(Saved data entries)
::::::::::

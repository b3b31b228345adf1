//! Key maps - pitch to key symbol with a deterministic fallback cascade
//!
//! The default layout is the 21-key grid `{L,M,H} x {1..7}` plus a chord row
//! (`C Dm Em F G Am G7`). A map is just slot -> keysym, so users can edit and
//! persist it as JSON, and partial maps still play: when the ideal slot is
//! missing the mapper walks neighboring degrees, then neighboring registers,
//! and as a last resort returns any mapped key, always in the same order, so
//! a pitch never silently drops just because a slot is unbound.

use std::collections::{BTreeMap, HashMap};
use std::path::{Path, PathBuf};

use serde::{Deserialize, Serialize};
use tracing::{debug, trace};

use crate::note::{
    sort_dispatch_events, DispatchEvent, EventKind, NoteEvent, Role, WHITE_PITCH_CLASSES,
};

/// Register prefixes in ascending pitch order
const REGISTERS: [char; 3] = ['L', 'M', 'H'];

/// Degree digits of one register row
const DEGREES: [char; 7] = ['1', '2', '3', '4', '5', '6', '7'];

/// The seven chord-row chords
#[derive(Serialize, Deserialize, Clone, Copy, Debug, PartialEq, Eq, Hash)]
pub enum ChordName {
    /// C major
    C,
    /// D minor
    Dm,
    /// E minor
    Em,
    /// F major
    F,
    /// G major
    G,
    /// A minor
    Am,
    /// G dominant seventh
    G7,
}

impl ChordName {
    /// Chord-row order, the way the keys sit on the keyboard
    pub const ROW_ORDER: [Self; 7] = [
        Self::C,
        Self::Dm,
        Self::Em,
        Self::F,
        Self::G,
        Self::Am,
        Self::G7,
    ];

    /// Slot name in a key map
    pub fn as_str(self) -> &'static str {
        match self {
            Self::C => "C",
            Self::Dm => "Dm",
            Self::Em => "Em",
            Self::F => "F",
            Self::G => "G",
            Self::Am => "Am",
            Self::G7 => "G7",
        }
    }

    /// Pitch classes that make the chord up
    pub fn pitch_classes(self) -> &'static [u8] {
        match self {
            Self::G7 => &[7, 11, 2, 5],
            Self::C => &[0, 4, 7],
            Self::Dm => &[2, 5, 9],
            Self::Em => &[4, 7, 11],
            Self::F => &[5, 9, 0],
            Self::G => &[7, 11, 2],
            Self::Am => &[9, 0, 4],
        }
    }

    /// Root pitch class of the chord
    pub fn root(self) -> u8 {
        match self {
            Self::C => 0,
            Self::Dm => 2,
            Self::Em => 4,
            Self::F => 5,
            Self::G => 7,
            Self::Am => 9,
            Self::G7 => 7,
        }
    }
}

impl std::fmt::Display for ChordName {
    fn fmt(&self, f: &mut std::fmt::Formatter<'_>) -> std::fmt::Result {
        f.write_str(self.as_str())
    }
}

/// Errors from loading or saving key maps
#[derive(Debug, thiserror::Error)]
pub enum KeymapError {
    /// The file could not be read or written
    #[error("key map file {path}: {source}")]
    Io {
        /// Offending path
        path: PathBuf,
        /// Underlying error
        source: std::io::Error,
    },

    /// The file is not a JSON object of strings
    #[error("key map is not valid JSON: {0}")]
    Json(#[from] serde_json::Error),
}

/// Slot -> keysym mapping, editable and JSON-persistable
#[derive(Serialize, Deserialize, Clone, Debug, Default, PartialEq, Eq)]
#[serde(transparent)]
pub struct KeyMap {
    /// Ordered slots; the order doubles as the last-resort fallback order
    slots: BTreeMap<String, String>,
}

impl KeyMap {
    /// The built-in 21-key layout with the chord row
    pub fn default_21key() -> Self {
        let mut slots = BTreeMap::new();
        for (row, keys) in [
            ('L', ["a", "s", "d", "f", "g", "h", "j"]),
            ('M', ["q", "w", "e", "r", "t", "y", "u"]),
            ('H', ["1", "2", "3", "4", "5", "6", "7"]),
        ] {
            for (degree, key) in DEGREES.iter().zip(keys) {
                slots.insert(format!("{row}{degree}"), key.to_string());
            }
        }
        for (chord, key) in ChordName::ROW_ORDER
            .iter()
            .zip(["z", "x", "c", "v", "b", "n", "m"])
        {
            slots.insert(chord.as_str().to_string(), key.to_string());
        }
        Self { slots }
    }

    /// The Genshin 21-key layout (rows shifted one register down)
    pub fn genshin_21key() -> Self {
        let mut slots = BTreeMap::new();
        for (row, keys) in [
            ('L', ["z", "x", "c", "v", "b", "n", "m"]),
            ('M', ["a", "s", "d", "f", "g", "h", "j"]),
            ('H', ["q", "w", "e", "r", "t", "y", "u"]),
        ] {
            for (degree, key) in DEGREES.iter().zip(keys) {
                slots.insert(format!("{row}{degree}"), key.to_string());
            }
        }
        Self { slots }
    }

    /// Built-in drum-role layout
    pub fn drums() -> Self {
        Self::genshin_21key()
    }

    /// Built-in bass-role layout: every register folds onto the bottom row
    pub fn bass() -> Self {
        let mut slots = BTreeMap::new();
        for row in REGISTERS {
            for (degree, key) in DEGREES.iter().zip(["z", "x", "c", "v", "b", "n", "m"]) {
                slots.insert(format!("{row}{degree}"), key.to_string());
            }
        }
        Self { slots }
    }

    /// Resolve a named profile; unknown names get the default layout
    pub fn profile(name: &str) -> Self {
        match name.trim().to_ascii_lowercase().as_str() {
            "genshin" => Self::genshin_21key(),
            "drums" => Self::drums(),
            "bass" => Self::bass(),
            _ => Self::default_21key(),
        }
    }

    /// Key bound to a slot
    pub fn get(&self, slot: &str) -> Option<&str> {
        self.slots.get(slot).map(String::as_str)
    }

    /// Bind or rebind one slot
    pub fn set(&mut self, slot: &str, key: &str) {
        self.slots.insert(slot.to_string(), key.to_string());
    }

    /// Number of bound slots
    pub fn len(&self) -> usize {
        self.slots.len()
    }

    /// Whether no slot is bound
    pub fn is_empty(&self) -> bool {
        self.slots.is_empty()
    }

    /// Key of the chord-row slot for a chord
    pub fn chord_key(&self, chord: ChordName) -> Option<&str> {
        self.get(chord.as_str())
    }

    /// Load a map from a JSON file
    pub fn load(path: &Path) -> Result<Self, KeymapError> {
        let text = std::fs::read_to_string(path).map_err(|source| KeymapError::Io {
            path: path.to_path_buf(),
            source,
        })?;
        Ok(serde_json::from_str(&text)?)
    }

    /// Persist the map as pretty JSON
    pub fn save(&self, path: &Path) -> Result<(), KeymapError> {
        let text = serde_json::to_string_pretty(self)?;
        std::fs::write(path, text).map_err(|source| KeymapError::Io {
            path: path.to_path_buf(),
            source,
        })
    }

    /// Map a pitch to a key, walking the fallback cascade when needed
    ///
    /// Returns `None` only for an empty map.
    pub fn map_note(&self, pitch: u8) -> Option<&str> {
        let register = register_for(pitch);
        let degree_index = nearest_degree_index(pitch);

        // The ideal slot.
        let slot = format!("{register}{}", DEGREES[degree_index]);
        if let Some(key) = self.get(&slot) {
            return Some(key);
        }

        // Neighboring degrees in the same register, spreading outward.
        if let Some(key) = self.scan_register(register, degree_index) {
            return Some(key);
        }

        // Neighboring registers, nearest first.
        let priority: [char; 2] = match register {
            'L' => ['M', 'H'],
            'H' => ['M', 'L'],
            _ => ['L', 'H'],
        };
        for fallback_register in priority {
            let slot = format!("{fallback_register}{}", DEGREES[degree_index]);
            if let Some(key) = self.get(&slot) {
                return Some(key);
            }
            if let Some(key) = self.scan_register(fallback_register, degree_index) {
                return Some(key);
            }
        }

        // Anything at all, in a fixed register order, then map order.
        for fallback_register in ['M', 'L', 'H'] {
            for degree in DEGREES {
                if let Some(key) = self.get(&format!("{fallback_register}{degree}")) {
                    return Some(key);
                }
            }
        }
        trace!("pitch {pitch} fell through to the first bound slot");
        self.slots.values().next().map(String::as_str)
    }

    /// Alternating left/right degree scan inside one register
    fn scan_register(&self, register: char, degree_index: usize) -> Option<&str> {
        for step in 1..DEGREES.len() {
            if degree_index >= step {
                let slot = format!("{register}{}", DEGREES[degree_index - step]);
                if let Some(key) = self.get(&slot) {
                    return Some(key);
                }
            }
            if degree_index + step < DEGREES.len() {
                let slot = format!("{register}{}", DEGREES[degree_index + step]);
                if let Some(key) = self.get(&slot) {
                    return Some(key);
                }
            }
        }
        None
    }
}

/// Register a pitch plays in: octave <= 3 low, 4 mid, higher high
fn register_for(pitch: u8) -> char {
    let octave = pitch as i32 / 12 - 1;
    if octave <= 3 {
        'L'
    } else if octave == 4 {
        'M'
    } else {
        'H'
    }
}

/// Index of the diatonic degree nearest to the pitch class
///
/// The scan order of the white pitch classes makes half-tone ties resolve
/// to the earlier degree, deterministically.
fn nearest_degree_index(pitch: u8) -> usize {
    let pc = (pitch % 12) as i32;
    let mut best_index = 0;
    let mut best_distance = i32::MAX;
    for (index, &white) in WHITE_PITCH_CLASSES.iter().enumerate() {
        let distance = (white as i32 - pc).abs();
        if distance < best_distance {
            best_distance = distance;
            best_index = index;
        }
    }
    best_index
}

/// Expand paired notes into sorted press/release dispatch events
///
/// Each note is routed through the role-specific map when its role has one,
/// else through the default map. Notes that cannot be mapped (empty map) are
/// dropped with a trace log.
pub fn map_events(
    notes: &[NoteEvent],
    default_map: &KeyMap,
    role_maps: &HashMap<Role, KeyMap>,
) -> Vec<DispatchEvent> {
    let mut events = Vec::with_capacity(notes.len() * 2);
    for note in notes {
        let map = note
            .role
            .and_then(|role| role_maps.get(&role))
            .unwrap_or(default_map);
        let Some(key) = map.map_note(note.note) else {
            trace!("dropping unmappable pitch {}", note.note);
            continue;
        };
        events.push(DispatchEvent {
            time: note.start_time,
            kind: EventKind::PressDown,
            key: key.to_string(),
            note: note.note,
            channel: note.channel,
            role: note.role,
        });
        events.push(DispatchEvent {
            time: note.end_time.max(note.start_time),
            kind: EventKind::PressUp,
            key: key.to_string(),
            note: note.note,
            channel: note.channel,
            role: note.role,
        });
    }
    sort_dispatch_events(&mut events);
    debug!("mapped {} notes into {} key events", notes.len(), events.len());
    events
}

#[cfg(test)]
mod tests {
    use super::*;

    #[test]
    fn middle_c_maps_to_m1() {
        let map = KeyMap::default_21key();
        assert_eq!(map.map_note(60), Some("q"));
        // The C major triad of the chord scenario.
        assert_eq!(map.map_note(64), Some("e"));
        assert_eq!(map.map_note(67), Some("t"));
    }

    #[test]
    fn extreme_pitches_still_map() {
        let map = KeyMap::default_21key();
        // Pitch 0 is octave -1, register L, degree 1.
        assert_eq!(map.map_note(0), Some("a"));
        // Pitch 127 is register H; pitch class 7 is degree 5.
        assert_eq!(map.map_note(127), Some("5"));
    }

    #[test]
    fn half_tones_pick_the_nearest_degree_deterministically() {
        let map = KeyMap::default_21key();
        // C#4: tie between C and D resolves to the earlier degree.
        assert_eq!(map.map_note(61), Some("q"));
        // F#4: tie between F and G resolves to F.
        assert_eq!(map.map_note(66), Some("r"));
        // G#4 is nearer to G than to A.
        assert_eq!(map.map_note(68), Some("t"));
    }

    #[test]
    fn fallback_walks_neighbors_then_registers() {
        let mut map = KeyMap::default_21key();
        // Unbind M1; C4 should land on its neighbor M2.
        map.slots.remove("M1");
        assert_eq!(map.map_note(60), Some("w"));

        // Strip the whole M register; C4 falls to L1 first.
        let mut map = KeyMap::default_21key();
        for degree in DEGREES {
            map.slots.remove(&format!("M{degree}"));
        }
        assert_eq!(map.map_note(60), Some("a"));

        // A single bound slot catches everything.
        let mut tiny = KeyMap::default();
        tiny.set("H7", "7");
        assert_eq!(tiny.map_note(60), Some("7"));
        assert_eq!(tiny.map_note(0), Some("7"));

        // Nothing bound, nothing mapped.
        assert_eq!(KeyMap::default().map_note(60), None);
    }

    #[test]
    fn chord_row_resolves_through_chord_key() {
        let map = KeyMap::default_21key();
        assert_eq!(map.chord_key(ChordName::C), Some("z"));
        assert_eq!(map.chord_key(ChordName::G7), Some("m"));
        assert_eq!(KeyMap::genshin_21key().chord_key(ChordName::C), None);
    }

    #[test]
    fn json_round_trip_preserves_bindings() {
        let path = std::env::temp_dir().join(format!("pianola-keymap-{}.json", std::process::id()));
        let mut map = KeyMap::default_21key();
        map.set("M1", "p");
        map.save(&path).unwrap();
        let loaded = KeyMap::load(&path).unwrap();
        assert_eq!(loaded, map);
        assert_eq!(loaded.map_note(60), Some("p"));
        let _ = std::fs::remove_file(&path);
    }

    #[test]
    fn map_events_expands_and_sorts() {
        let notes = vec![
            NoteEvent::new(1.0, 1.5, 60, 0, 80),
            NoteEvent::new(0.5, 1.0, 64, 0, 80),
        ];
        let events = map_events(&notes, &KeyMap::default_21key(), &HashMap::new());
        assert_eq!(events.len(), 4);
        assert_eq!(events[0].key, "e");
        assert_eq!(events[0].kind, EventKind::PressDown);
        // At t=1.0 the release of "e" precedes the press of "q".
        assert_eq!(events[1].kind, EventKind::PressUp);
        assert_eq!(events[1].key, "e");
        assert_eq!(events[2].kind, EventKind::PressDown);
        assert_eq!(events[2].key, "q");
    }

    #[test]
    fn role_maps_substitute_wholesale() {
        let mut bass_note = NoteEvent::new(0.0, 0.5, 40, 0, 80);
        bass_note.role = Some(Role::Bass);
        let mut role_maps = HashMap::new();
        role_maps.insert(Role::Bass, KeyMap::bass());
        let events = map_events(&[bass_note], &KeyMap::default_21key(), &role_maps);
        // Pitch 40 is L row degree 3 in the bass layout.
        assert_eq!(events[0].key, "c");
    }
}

::::::::::

REQUIRED ACTION: For the string "into", give the number of lines in the records that contain it and nothing besides.

SOLVED PROBLEM: 2